Hi Harun,
On Fri, Mar 5, 2010 at 4:22 PM, Harun Pirim<address@hidden> wrote:
[...]
1-) cGrph<- lapply(1:3, delete.edges(MST,
c(which.max(edge.betweenness(MST))-1))) I use that script to iteratively
remove the most between 3 edges in MST(a tree) but this doesn’t work.
So how can end up with a forest removing the most between 3 edges using a
loop structure?
A loop structure is not easy, because the edge ids are reassigned
after each edge deletion. You would need to use edge attributes to
keep track of the edges.

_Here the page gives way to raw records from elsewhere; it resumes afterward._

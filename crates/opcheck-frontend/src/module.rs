//! The module abstraction: eager forward plus a traceable description.

use crate::error::Result;
use crate::tracer::Tracer;
use opcheck_core::Tensor;

/// A stateless model wrapping one operator (or a short fixed pipeline).
pub trait Module: Send + Sync {
    /// Operator tag the converted graph is expected to contain.
    fn op_tag(&self) -> &str;

    /// Eager reference execution.
    fn forward(&self, inputs: &[Tensor]) -> Result<Vec<Tensor>>;

    /// Describe the computation on `tracer`, starting from the traced input names.
    fn trace(&self, tracer: &mut Tracer, inputs: &[String]) -> Result<Vec<String>>;
}

pub(crate) fn expect_inputs<T>(module: &str, inputs: &[T], count: usize) -> Result<()> {
    if inputs.len() != count {
        return Err(crate::error::FrontendError::InvalidModel(format!(
            "{module} takes {count} inputs, got {}",
            inputs.len()
        )));
    }
    Ok(())
}
//! opcheck harness
//!
//! Conformance cases for framework-to-IR conversion: static case tables, an
//! input provisioner, the execution and comparison driver, a suite runner,
//! the `fill_any_like` artifact generator and the hub-model check.
//!
//! ```rust,no_run
//! use opcheck_harness::{run_suite, Driver, HarnessConfig};
//!
//! let driver = Driver::new(HarnessConfig::from_env()?);
//! let report = run_suite(&driver, "pad4d")?;
//! assert!(report.all_passed(), "{:?}", report.failures);
//! # Ok::<(), opcheck_harness::HarnessError>(())
//! ```

#![warn(missing_docs)]

pub mod artifact;
pub mod cases;
pub mod compare;
pub mod config;
pub mod driver;
pub mod error;
pub mod generator;
pub mod hub;
pub mod provision;
pub mod report;

pub use artifact::{load_artifact, replay_artifact, save_artifact, Artifact, Manifest};
pub use cases::{
    all_cases, select_cases, suite_cases, CaseParams, CaseSelection, TestCase, Tier, SUITES,
};
pub use compare::{compare_outputs, Mismatch};
pub use config::{HarnessConfig, Tolerance};
pub use driver::{run_cases, CaseResult, CaseStatus, Driver};
pub use error::{HarnessError, Result};
pub use generator::generate_fill_any_like;
pub use hub::{run_hub_check, HubModel, InputSignature, ModelHub, OutputStructure};
pub use provision::{InputProvisioner, InputSpec, ProvisionConfig};
pub use report::{run_selection, run_suite, summarize, SuiteReport};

Another solution is to remove all edges at
the same time.
But actually, why do you think that removing the edges with the top
edge betweenness values gives you an MST? I think this is not true in
general.
degs<- sapply(mylist, degree)
Best,
Gabor
I tried this code:
y<- lapply(0:4, function(i) paste(sgr, i, sep="") )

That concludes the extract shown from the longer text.